The user would be given a invite code like XY0F-CD37-HZ5J-KL6P, where XY0F-CD37 is token_first_half and HZ5J-KL6P is token_second_half. You would probably want to use human-readable base32 (https://www.crockford.com/base32.html) to encode these tokens.

When the user provides a token, you would break it in half, and use the first half to query against the database, then verify it by checking the second half with bcrypt (https://en.wikipedia.org/wiki/Bcrypt). Bcrypt will perform this operation in constant-time, which avoids timing attacks.

The important insight here is that the first-half is open to a timing attack, but that is irrelevant, since it's only used a selector to access the bcrypt string, which is what we are actually using.

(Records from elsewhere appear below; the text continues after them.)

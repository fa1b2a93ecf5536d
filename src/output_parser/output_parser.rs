use serde_json::Value;

use crate::output_parser::OutputParseError;

/// Turns raw model text into a structured value: a scalar, a sequence or a mapping.
pub trait OutputParser: Send + Sync {
    fn parse(&self, text: &str) -> Result<Value, OutputParseError>;

    /// Short identifier recorded when a prompt carrying this parser is saved.
    fn parser_type(&self) -> &str;
}
use async_openai::error::OpenAIError;
use thiserror::Error;

#[derive(Error, Debug)]
pub enum LLMError {
    #[error("OpenAI error: {0}")]
    OpenAIError(#[from] OpenAIError),

    #[error("Content not found in response: {0}")]
    ContentNotFound(String),

    #[error("Model returned {got} generations for {expected} prompts")]
    GenerationCountMismatch { expected: usize, got: usize },

    #[error("Error: {0}")]
    OtherError(String),
}
use std::fmt::{self, Display};

use async_openai::types::CompletionUsage;
use serde::{Deserialize, Serialize};

#[derive(Debug, Clone, Default, PartialEq, Eq, Serialize, Deserialize)]
pub struct TokenUsage {
    pub prompt_tokens: u32,
    pub completion_tokens: u32,
    pub total_tokens: u32,
}

impl TokenUsage {
    pub fn new(prompt_tokens: u32, completion_tokens: u32) -> Self {
        Self {
            prompt_tokens,
            completion_tokens,
            total_tokens: prompt_tokens + completion_tokens,
        }
    }

    pub fn merge(&self, other: &TokenUsage) -> TokenUsage {
        TokenUsage {
            prompt_tokens: self.prompt_tokens + other.prompt_tokens,
            completion_tokens: self.completion_tokens + other.completion_tokens,
            total_tokens: self.total_tokens + other.total_tokens,
        }
    }

    /// Sum every present usage; `None` when none of them is present.
    pub fn merge_options<'a>(
        usages: impl IntoIterator<Item = &'a Option<TokenUsage>>,
    ) -> Option<TokenUsage> {
        usages
            .into_iter()
            .flatten()
            .fold(None, |acc: Option<TokenUsage>, usage| match acc {
                Some(acc) => Some(acc.merge(usage)),
                None => Some(usage.clone()),
            })
    }
}

impl Display for TokenUsage {
    fn fmt(&self, f: &mut fmt::Formatter<'_>) -> fmt::Result {
        write!(
            f,
            "prompt tokens: {}, completion tokens: {}, total tokens: {}",
            self.prompt_tokens, self.completion_tokens, self.total_tokens
        )
    }
}

// Convert from async-openai type
impl From<CompletionUsage> for TokenUsage {
    fn from(usage: CompletionUsage) -> Self {
        TokenUsage {
            prompt_tokens: usage.prompt_tokens,
            completion_tokens: usage.completion_tokens,
            total_tokens: usage.total_tokens,
        }
    }
}

#[cfg(test)]
mod tests {
    use super::*;

    #[test]
    fn test_merge_options_skips_missing() {
        let usages = [
            Some(TokenUsage::new(10, 5)),
            None,
            Some(TokenUsage::new(3, 2)),
        ];

        let merged = TokenUsage::merge_options(&usages).unwrap();
        assert_eq!(merged, TokenUsage::new(13, 7));
        assert_eq!(merged.total_tokens, 20);
    }

    #[test]
    fn test_merge_options_all_missing() {
        assert_eq!(TokenUsage::merge_options([&None, &None]), None);
    }
}
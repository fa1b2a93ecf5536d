use serde_json::Value;
use uuid::Uuid;

use crate::{chain::ChainError, schemas::PromptArgs};

/// Receives chain lifecycle events. Every method defaults to doing nothing.
pub trait CallbackHandler: Send + Sync {
    fn on_chain_start(
        &self,
        run_id: Uuid,
        parent_run_id: Option<Uuid>,
        serialized: &Value,
        inputs: &PromptArgs,
        tags: &[String],
    ) {
        let _ = (run_id, parent_run_id, serialized, inputs, tags);
    }

    fn on_chain_end(&self, run_id: Uuid, outputs: &PromptArgs) {
        let _ = (run_id, outputs);
    }

    fn on_chain_error(&self, run_id: Uuid, error: &ChainError) {
        let _ = (run_id, error);
    }

    /// Free-form text emitted while a run is in progress, e.g. a formatted prompt.
    fn on_text(&self, run_id: Uuid, text: &str) {
        let _ = (run_id, text);
    }
}
use std::sync::Arc;

use crate::{
    callbacks::CallbackHandler,
    chain::ChainError,
    language_models::LLM,
    memory::SharedMemory,
    template::PromptTemplate,
};

use super::{LLMChain, DEFAULT_LLM_OUTPUT_KEY};

#[derive(Default)]
pub struct LLMChainBuilder {
    prompt: Option<PromptTemplate>,
    llm: Option<Arc<dyn LLM>>,
    output_key: Option<String>,
    memory: Option<SharedMemory>,
    callbacks: Vec<Arc<dyn CallbackHandler>>,
    tags: Vec<String>,
    verbose: bool,
}

impl LLMChainBuilder {
    pub fn new() -> Self {
        Self::default()
    }

    pub fn prompt(mut self, prompt: impl Into<PromptTemplate>) -> Self {
        self.prompt = Some(prompt.into());
        self
    }

    pub fn llm(mut self, llm: Arc<dyn LLM>) -> Self {
        self.llm = Some(llm);
        self
    }

    pub fn output_key<S: Into<String>>(mut self, output_key: S) -> Self {
        self.output_key = Some(output_key.into());
        self
    }

    pub fn memory(mut self, memory: SharedMemory) -> Self {
        self.memory = Some(memory);
        self
    }

    pub fn callback(mut self, handler: Arc<dyn CallbackHandler>) -> Self {
        self.callbacks.push(handler);
        self
    }

    pub fn callbacks(mut self, handlers: Vec<Arc<dyn CallbackHandler>>) -> Self {
        self.callbacks = handlers;
        self
    }

    pub fn tags<S: Into<String>>(mut self, tags: impl IntoIterator<Item = S>) -> Self {
        self.tags = tags.into_iter().map(Into::into).collect();
        self
    }

    pub fn verbose(mut self, verbose: bool) -> Self {
        self.verbose = verbose;
        self
    }

    pub fn build(self) -> Result<LLMChain, ChainError> {
        let prompt = self
            .prompt
            .ok_or_else(|| ChainError::MissingObject("Prompt must be set".into()))?;

        let llm = self
            .llm
            .ok_or_else(|| ChainError::MissingObject("LLM must be set".into()))?;

        let chain = LLMChain {
            prompt,
            llm,
            output_key: self
                .output_key
                .unwrap_or_else(|| DEFAULT_LLM_OUTPUT_KEY.to_string()),
            memory: self.memory,
            callbacks: self.callbacks,
            tags: self.tags,
            verbose: self.verbose,
        };

        Ok(chain)
    }
}
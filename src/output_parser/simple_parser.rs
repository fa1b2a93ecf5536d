use serde_json::Value;

use super::{OutputParseError, OutputParser};

/// Returns the text itself, optionally trimmed.
pub struct SimpleParser {
    trim: bool,
}

impl SimpleParser {
    pub fn trim(mut self, trim: bool) -> Self {
        self.trim = trim;
        self
    }
}

impl Default for SimpleParser {
    fn default() -> Self {
        Self { trim: true }
    }
}

impl OutputParser for SimpleParser {
    fn parse(&self, output: &str) -> Result<Value, OutputParseError> {
        if self.trim {
            Ok(Value::String(output.trim().into()))
        } else {
            Ok(Value::String(output.into()))
        }
    }

    fn parser_type(&self) -> &str {
        "simple"
    }
}

#[cfg(test)]
mod tests {
    use serde_json::json;

    use super::*;

    #[test]
    fn test_simple_parser_trims_by_default() {
        let parser = SimpleParser::default();
        assert_eq!(parser.parse("  answer \n").unwrap(), json!("answer"));

        let parser = SimpleParser::default().trim(false);
        assert_eq!(parser.parse(" answer").unwrap(), json!(" answer"));
    }
}
use std::{borrow::Cow, collections::HashMap};

use serde_json::Value;

/// Named values flowing into and out of a chain.
pub type PromptArgs = HashMap<String, Value>;

/// Renders a value the way it should appear inside a prompt: strings verbatim,
/// everything else as JSON.
pub fn value_to_text(value: &Value) -> Cow<'_, str> {
    match value {
        Value::String(text) => Cow::Borrowed(text),
        other => Cow::Owned(other.to_string()),
    }
}

/// Build a [`PromptArgs`] map.
///
/// # Example
///
/// ```rust,ignore
/// let args = prompt_args! {
///     "question" => "How old is Luis?",
///     "stop" => ["\nObservation:"],
/// };
/// ```
#[macro_export]
macro_rules! prompt_args {
    ( $( $key:expr => $value:expr ),* $(,)? ) => {
        {
            #[allow(unused_mut)]
            let mut args = $crate::schemas::PromptArgs::new();
            $(
                args.insert(($key).to_string(), $crate::serde_json::json!($value));
            )*
            args
        }
    };
}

For your particular example, the first-half would be the username, and the second half would be the password. Please note that the username remains open to a timing attack and this can be used for user enumeration.

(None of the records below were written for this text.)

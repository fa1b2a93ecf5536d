use serde_json::Value;
use uuid::Uuid;

use crate::{chain::ChainError, schemas::PromptArgs};

use super::CallbackHandler;

/// Reports chain lifecycle through the `log` facade. Added to a chain's
/// callbacks when it is built with `verbose(true)`.
#[derive(Debug, Clone, Copy, Default)]
pub struct LogCallbackHandler;

impl CallbackHandler for LogCallbackHandler {
    fn on_chain_start(
        &self,
        run_id: Uuid,
        parent_run_id: Option<Uuid>,
        serialized: &Value,
        inputs: &PromptArgs,
        _tags: &[String],
    ) {
        let name = serialized
            .get("_type")
            .and_then(Value::as_str)
            .unwrap_or("chain");
        match parent_run_id {
            Some(parent) => log::info!("Entering new {name} run {run_id} (parent {parent})"),
            None => log::info!("Entering new {name} run {run_id}"),
        }
        log::debug!("Inputs: {inputs:?}");
    }

    fn on_chain_end(&self, run_id: Uuid, outputs: &PromptArgs) {
        log::info!("Finished run {run_id}");
        log::debug!("Outputs: {outputs:?}");
    }

    fn on_chain_error(&self, run_id: Uuid, error: &ChainError) {
        log::error!("Run {run_id} failed: {error}");
    }

    fn on_text(&self, _run_id: Uuid, text: &str) {
        log::info!("{text}");
    }
}
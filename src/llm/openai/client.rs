pub use async_openai::config::{AzureConfig, Config, OpenAIConfig};

use async_openai::{
    types::{
        ChatCompletionRequestMessage, ChatCompletionRequestUserMessageArgs,
        CreateChatCompletionRequest, CreateChatCompletionRequestArgs, Stop,
    },
    Client,
};
use async_trait::async_trait;
use serde_json::{json, Value};

use crate::{
    language_models::{options::CallOptions, LLMError, LLM},
    schemas::{GenerateResult, Generation, Prompt, TokenUsage},
};

use super::{
    helper::{generation_info, select_choice},
    OpenAIModel,
};

/// Chat-completions backed model. Each prompt is sent as a single user message.
#[derive(Clone)]
pub struct OpenAI<C: Config> {
    config: C,
    options: CallOptions,
    model: String,
}

impl<C: Config> OpenAI<C> {
    pub fn new(config: C) -> Self {
        Self {
            config,
            options: CallOptions::default(),
            model: OpenAIModel::Gpt4oMini.to_string(),
        }
    }

    pub fn with_model<S: Into<String>>(mut self, model: S) -> Self {
        self.model = model.into();
        self
    }

    pub fn with_config(mut self, config: C) -> Self {
        self.config = config;
        self
    }

    pub fn with_options(mut self, options: CallOptions) -> Self {
        self.options = options;
        self
    }

    pub fn add_options(&mut self, options: CallOptions) {
        self.options.merge_options(options)
    }

    pub fn model(&self) -> &str {
        &self.model
    }

    fn build_request(
        &self,
        prompt: &Prompt,
        stop: Option<&[String]>,
    ) -> Result<CreateChatCompletionRequest, LLMError> {
        let message: ChatCompletionRequestMessage = ChatCompletionRequestUserMessageArgs::default()
            .content(prompt.as_str())
            .build()?
            .into();

        let mut request = CreateChatCompletionRequestArgs::default();
        request.model(&self.model).messages(vec![message]);

        if let Some(max_tokens) = self.options.max_tokens {
            request.max_completion_tokens(max_tokens);
        }
        if let Some(temperature) = self.options.temperature {
            request.temperature(temperature);
        }
        if let Some(top_p) = self.options.top_p {
            request.top_p(top_p);
        }
        if let Some(seed) = self.options.seed {
            request.seed(seed);
        }
        if let Some(frequency_penalty) = self.options.frequency_penalty {
            request.frequency_penalty(frequency_penalty);
        }
        if let Some(presence_penalty) = self.options.presence_penalty {
            request.presence_penalty(presence_penalty);
        }
        if let Some(stop) = stop.filter(|stop| !stop.is_empty()) {
            request.stop(Stop::StringArray(stop.to_vec()));
        }

        Ok(request.build()?)
    }
}

impl Default for OpenAI<OpenAIConfig> {
    fn default() -> Self {
        Self::new(OpenAIConfig::default())
    }
}

#[async_trait]
impl<C: Config + Clone + Send + Sync + 'static> LLM for OpenAI<C> {
    async fn generate(
        &self,
        prompts: &[Prompt],
        stop: Option<&[String]>,
    ) -> Result<GenerateResult, LLMError> {
        let client = Client::with_config(self.config.clone());

        let mut generations = Vec::with_capacity(prompts.len());
        let mut usages = Vec::with_capacity(prompts.len());

        for prompt in prompts {
            let request = self.build_request(prompt, stop)?;
            let response = client.chat().create(request).await?;

            let choice = select_choice(response.choices)
                .ok_or(LLMError::ContentNotFound("No choices".into()))?;
            let info = generation_info(&choice, &response.model);
            let text = choice
                .message
                .content
                .ok_or(LLMError::ContentNotFound("message.content".into()))?;

            generations.push(vec![Generation::new(text).with_info(info)]);
            usages.push(response.usage.map(TokenUsage::from));
        }

        Ok(GenerateResult::new(
            generations,
            TokenUsage::merge_options(&usages),
        ))
    }

    fn llm_type(&self) -> &str {
        "openai-chat"
    }

    fn is_chat_model(&self) -> bool {
        true
    }

    fn to_config(&self) -> Value {
        let mut config = json!({
            "_type": self.llm_type(),
            "model_name": self.model,
        });
        if let (Value::Object(map), Value::Object(options)) =
            (&mut config, serde_json::to_value(&self.options).unwrap_or_default())
        {
            map.extend(options);
        }
        config
    }
}
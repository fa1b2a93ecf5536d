mod document;
pub use document::*;

mod prompt;
pub use prompt::*;

mod prompt_args;
pub use prompt_args::*;

pub mod generate_result;
pub use generate_result::*;

mod run_info;
pub use run_info::*;
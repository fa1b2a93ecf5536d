pub mod llm;
pub use llm::*;

mod error;
pub use error::*;

pub mod options;
pub use options::*;

mod tokens;
pub use tokens::*;

pub mod fake;
pub use fake::*;
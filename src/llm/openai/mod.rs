mod helper;

mod client;
pub use client::*;

mod models;
pub use models::*;
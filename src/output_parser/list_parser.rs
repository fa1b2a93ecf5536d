use serde_json::Value;

use super::{OutputParseError, OutputParser};

/// Splits the output into a list of trimmed, non-empty items.
pub struct ListParser {
    separator: String,
}

impl ListParser {
    pub fn new(separator: impl Into<String>) -> Self {
        Self {
            separator: separator.into(),
        }
    }
}

impl Default for ListParser {
    fn default() -> Self {
        Self::new(",")
    }
}

impl OutputParser for ListParser {
    fn parse(&self, output: &str) -> Result<Value, OutputParseError> {
        let items = output
            .split(self.separator.as_str())
            .map(str::trim)
            .filter(|item| !item.is_empty())
            .map(|item| Value::String(item.into()))
            .collect();

        Ok(Value::Array(items))
    }

    fn parser_type(&self) -> &str {
        "list"
    }
}
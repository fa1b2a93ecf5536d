use std::fmt::{self, Display};

/// Chat models known to work with [`super::OpenAI`]. Any model id string is accepted as well.
#[derive(Debug, Clone, Copy, PartialEq, Eq)]
pub enum OpenAIModel {
    Gpt35,
    Gpt4,
    Gpt4o,
    Gpt4oMini,
    Gpt41,
    Gpt41Mini,
}

impl Display for OpenAIModel {
    fn fmt(&self, f: &mut fmt::Formatter<'_>) -> fmt::Result {
        match self {
            OpenAIModel::Gpt35 => write!(f, "gpt-3.5-turbo"),
            OpenAIModel::Gpt4 => write!(f, "gpt-4"),
            OpenAIModel::Gpt4o => write!(f, "gpt-4o"),
            OpenAIModel::Gpt4oMini => write!(f, "gpt-4o-mini"),
            OpenAIModel::Gpt41 => write!(f, "gpt-4.1"),
            OpenAIModel::Gpt41Mini => write!(f, "gpt-4.1-mini"),
        }
    }
}

impl From<OpenAIModel> for String {
    fn from(val: OpenAIModel) -> Self {
        val.to_string()
    }
}
#[allow(clippy::module_inception)]
mod chain;
pub use chain::*;

mod builder;
pub use builder::*;

mod prompt;
pub use prompt::*;

pub const STUFF_DOCUMENTS_DEFAULT_SEPARATOR: &str = "\n\n";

If you can't break the token in half for some reason, or can't use bcrypt for performance reasons (for example for handling cookies / session), then you need to prevalidate the secret token using an HMAC. Most web-frameworks have a "secure-cookie" functionality that can be used to get and set HMAC-secured cookies for session management. Only after the HMAC has been validated do you do the database query. This prevents a timing attack by denying the attacker enough queries to obtain timing information.

  • The key is that a bcrypt operation is constant-time. The first-half of the token is open to a timing-attack, but that's OK because the information is useless without the second half.
    – phayes
    Aug 4, 2019 at 16:43
  • I've updated the comment to better explain that how the first-half (open to a timing attack) and the second half (not open to a timing attack) work together to make the entire system secure. I'm finding the downvotes baffling since this is the correct answer.
    – phayes
    Aug 4, 2019 at 16:58

If you wanted to be sure then you could do


and then enumerate the entire list in code checking for the password against the entire list. That would be near enough constant time.

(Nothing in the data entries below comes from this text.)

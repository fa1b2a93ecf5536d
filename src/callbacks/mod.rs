mod handler;
pub use handler::*;

mod manager;
pub use manager::*;

mod log_handler;
pub use log_handler::*;
#[cfg(test)]
mod tests {
    use std::sync::Mutex;

    use serde_json::json;
    use tokio::sync::RwLock;
    use uuid::Uuid;

    use crate::{
        memory::{Memory, SimpleMemory},
        prompt_args,
    };

    use super::*;

    /// Joins its inputs into `out`, optionally failing or dropping outputs.
    struct JoinChain {
        input_keys: Vec<String>,
        output_keys: Vec<String>,
        memory: Option<SharedMemory>,
        callbacks: Vec<Arc<dyn CallbackHandler>>,
        fail: bool,
    }

    impl JoinChain {
        fn new(input_keys: &[&str]) -> Self {
            Self {
                input_keys: input_keys.iter().map(|k| k.to_string()).collect(),
                output_keys: vec!["out".into()],
                memory: None,
                callbacks: Vec::new(),
                fail: false,
            }
        }
    }

    #[async_trait]
    impl Chain for JoinChain {
        fn input_keys(&self) -> Vec<String> {
            self.input_keys.clone()
        }

        fn output_keys(&self) -> Vec<String> {
            self.output_keys.clone()
        }

        fn memory(&self) -> Option<&SharedMemory> {
            self.memory.as_ref()
        }

        fn callbacks(&self) -> &[Arc<dyn CallbackHandler>] {
            &self.callbacks
        }

        fn chain_type(&self) -> Option<&str> {
            Some("join_chain")
        }

        fn to_config(&self) -> Map<String, Value> {
            let mut config = Map::new();
            config.insert("input_keys".into(), json!(self.input_keys));
            config
        }

        async fn call_impl(
            &self,
            inputs: &PromptArgs,
            _run_manager: &CallbackManagerForChainRun,
        ) -> Result<PromptArgs, ChainError> {
            if self.fail {
                return Err(ChainError::InvalidCall("boom".into()));
            }
            let joined = self
                .input_keys
                .iter()
                .map(|key| value_to_text(&inputs[key]).into_owned())
                .collect::<Vec<_>>()
                .join("+");
            Ok(prompt_args! { "out" => joined })
        }
    }

    #[derive(Default)]
    struct Recorder {
        events: Mutex<Vec<String>>,
    }

    impl CallbackHandler for Recorder {
        fn on_chain_start(
            &self,
            _run_id: Uuid,
            _parent_run_id: Option<Uuid>,
            serialized: &Value,
            _inputs: &PromptArgs,
            _tags: &[String],
        ) {
            self.events
                .lock()
                .unwrap()
                .push(format!("start {}", serialized["_type"]));
        }

        fn on_chain_end(&self, _run_id: Uuid, _outputs: &PromptArgs) {
            self.events.lock().unwrap().push("end".into());
        }

        fn on_chain_error(&self, _run_id: Uuid, error: &ChainError) {
            self.events.lock().unwrap().push(format!("error {error}"));
        }
    }

    /// Records what it was asked to save.
    #[derive(Default)]
    struct RecordingMemory {
        saved: Vec<(PromptArgs, PromptArgs)>,
    }

    impl Memory for RecordingMemory {
        fn memory_variables(&self) -> Vec<String> {
            Vec::new()
        }

        fn load_memory_variables(&self, _inputs: &PromptArgs) -> PromptArgs {
            PromptArgs::new()
        }

        fn save_context(&mut self, inputs: &PromptArgs, outputs: &PromptArgs) {
            self.saved.push((inputs.clone(), outputs.clone()));
        }

        fn clear(&mut self) {
            self.saved.clear();
        }
    }

    #[tokio::test]
    async fn test_single_value_equals_single_key_mapping() {
        let chain = JoinChain::new(&["a"]);

        let from_scalar = chain.invoke("x".into()).await.unwrap();
        let from_map = chain.invoke(prompt_args! { "a" => "x" }.into()).await.unwrap();

        assert_eq!(from_scalar, from_map);
        assert_eq!(from_scalar["out"], "x");
    }

    #[tokio::test]
    async fn test_single_value_with_two_keys_is_ambiguous() {
        let chain = JoinChain::new(&["a", "b"]);

        let err = chain.invoke("x".into()).await.unwrap_err();
        assert!(matches!(err, ChainError::AmbiguousInput(keys) if keys == vec!["a", "b"]));
    }

    #[tokio::test]
    async fn test_memory_resolves_the_single_unmet_key() {
        let mut chain = JoinChain::new(&["a", "b"]);
        chain.memory = Some(SimpleMemory::new(prompt_args! { "b" => "mem" }).into());

        let outputs = chain.invoke("x".into()).await.unwrap();
        assert_eq!(outputs["out"], "x+mem");
    }

    #[tokio::test]
    async fn test_memory_wins_on_collision() {
        let mut chain = JoinChain::new(&["a"]);
        chain.memory = Some(SimpleMemory::new(prompt_args! { "a" => "mem" }).into());

        let outputs = chain
            .invoke(prompt_args! { "a" => "caller" }.into())
            .await
            .unwrap();
        assert_eq!(outputs["out"], "mem");
    }

    #[tokio::test]
    async fn test_missing_inputs_are_reported_every_time() {
        let chain = JoinChain::new(&["a", "b"]);

        for _ in 0..2 {
            let err = chain
                .invoke(prompt_args! { "a" => "x" }.into())
                .await
                .unwrap_err();
            assert!(matches!(err, ChainError::MissingInputKeys(keys) if keys == vec!["b"]));
        }
    }

    #[tokio::test]
    async fn test_missing_outputs_are_reported() {
        let mut chain = JoinChain::new(&["a"]);
        chain.output_keys = vec!["out".into(), "extra".into()];

        let err = chain.invoke("x".into()).await.unwrap_err();
        assert!(matches!(err, ChainError::MissingOutputKeys(keys) if keys == vec!["extra"]));
    }

    #[tokio::test]
    async fn test_return_shape_and_run_info() {
        let chain = JoinChain::new(&["a"]);

        let merged = chain.invoke("x".into()).await.unwrap();
        assert_eq!(merged, prompt_args! { "a" => "x", "out" => "x" });

        let only = chain
            .call(
                "x".into(),
                ChainCallOptions::new()
                    .with_return_only_outputs(true)
                    .with_include_run_info(true),
            )
            .await
            .unwrap();
        assert_eq!(only.len(), 2);
        let run_info: RunInfo = serde_json::from_value(only[RUN_KEY].clone()).unwrap();
        assert!(!run_info.run_id.is_nil());
    }

    #[tokio::test]
    async fn test_outputs_are_saved_to_memory() {
        let memory = Arc::new(RwLock::new(RecordingMemory::default()));
        let shared: SharedMemory = memory.clone();
        let mut chain = JoinChain::new(&["a"]);
        chain.memory = Some(shared);

        chain.invoke("x".into()).await.unwrap();

        let memory = memory.read().await;
        assert_eq!(
            memory.saved,
            vec![(prompt_args! { "a" => "x" }, prompt_args! { "out" => "x" })]
        );
    }

    #[tokio::test]
    async fn test_callbacks_see_start_and_end_or_error() {
        let recorder = Arc::new(Recorder::default());
        let mut chain = JoinChain::new(&["a"]);
        chain.callbacks = vec![recorder.clone() as Arc<dyn CallbackHandler>];

        chain.invoke("x".into()).await.unwrap();
        chain.fail = true;
        let err = chain.invoke("x".into()).await.unwrap_err();
        assert!(matches!(err, ChainError::InvalidCall(_)));

        assert_eq!(
            *recorder.events.lock().unwrap(),
            vec![
                r#"start "join_chain""#,
                "end",
                r#"start "join_chain""#,
                "error Invalid call: boom",
            ]
        );
    }

    #[tokio::test]
    async fn test_apply_preserves_order_and_stops_on_error() {
        let chain = JoinChain::new(&["a"]);

        let outputs = chain
            .apply(
                vec![prompt_args! { "a" => "1" }, prompt_args! { "a" => "2" }],
                ChainCallOptions::default(),
            )
            .await
            .unwrap();
        let texts = outputs.iter().map(|o| o["out"].clone()).collect::<Vec<_>>();
        assert_eq!(texts, vec![json!("1"), json!("2")]);

        let err = chain
            .apply(
                vec![prompt_args! { "a" => "1" }, prompt_args! { "b" => "2" }],
                ChainCallOptions::default(),
            )
            .await
            .unwrap_err();
        assert!(matches!(err, ChainError::MissingInputKeys(_)));
    }

    #[tokio::test]
    async fn test_run() {
        let chain = JoinChain::new(&["a", "b"]);
        let text = chain
            .run(RunArgs::new().kwarg("a", 1).kwarg("b", "two"))
            .await
            .unwrap();
        assert_eq!(text, "1+two");

        let mut chain = JoinChain::new(&["a"]);
        chain.output_keys = vec!["out".into(), "other".into()];
        let err = chain.run("x".into()).await.unwrap_err();
        assert!(matches!(err, ChainError::MultipleOutputKeys(_)));
    }

    #[test]
    fn test_save_formats() {
        let dir = tempfile::tempdir().unwrap();
        let chain = JoinChain::new(&["a"]);

        let json_path = dir.path().join("nested/chain.json");
        chain.save(&json_path).unwrap();
        let contents = fs::read_to_string(&json_path).unwrap();
        assert!(contents.contains("\n    \"_type\": \"join_chain\""));
        let saved: Value = serde_json::from_str(&contents).unwrap();
        assert_eq!(saved, json!({ "_type": "join_chain", "input_keys": ["a"] }));

        let yaml_path = dir.path().join("chain.yaml");
        chain.save(&yaml_path).unwrap();
        let saved: Value = serde_yaml::from_str(&fs::read_to_string(&yaml_path).unwrap()).unwrap();
        assert_eq!(saved["_type"], "join_chain");

        let err = chain.save(&dir.path().join("chain.txt")).unwrap_err();
        assert!(matches!(err, ChainError::UnsupportedFormat(_)));
    }

    #[test]
    fn test_save_with_memory_is_rejected() {
        let dir = tempfile::tempdir().unwrap();
        let mut chain = JoinChain::new(&["a"]);
        chain.memory = Some(SimpleMemory::default().into());

        let err = chain.save(&dir.path().join("chain.json")).unwrap_err();
        assert!(matches!(err, ChainError::UnsavedMemory));
    }
}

My PHP is a bit rusty but something like

$authUser = NULL;
$users = mysql_query("SELECT * from users");
$users = mysql_fetch_array($users);
foreach($users as $user){
    if ($user['id'] = $_COOKIE[userid]' && $user['password']='$_COOKIE[pass]'){
        $authUser = $user;

     // whatever

However I still think it is a mistake to store the actual password hash in a cookie. It means that it is impossible to revoke a session without changing the password. Any type of session identifier even with a 100 year expiration still allows clearing sessions or changing the expiration without password change

  • Sorry but I can't cycle through all my users in order to authenticate a user, as it will make my code slow. It isn't designed for growth. If I have 40,000 users, cycling through all the users on every webpage load will slow down the website.
    – desbest
    Jun 18, 2017 at 20:33
  • If you use a token you only need to do it on logon. Generally speaking verifying the hash is a lot slower and to properly avoid a timing attack on logon you should ensure that you spend the same amount of time checking the hash whether or not the user exists
    – ste-fu
    Jun 18, 2017 at 22:54
  • How do I only need to do it on login? When the user navigates to a members only page, I need to verify the hash to see if they have permission to view the page. I need to verify the hash on every page.
    – desbest
    Jun 19, 2017 at 9:04
  • If you use a token ie if you store a single token eg a uuid generated in logon.This can be stored in a table. Existence of the token does not leak an actual user id, and the table can be cleared at suitable intervals without requiring a password change.
    – ste-fu
    Jun 19, 2017 at 9:56
  • The only way to securely use a single token to identify a user is if the token is HMAC'd before sending it to the user, and the HMAC is verified before allowing a query against the database. This prevents a timing attack by only allowing the user to query using an identifier than is provably correct (the attacker cant get perform queries to extract timing information). Letting a user authenticate with a single-token where that token hasn't been verified before doing the query opens up the system to a timing attack and is insecure.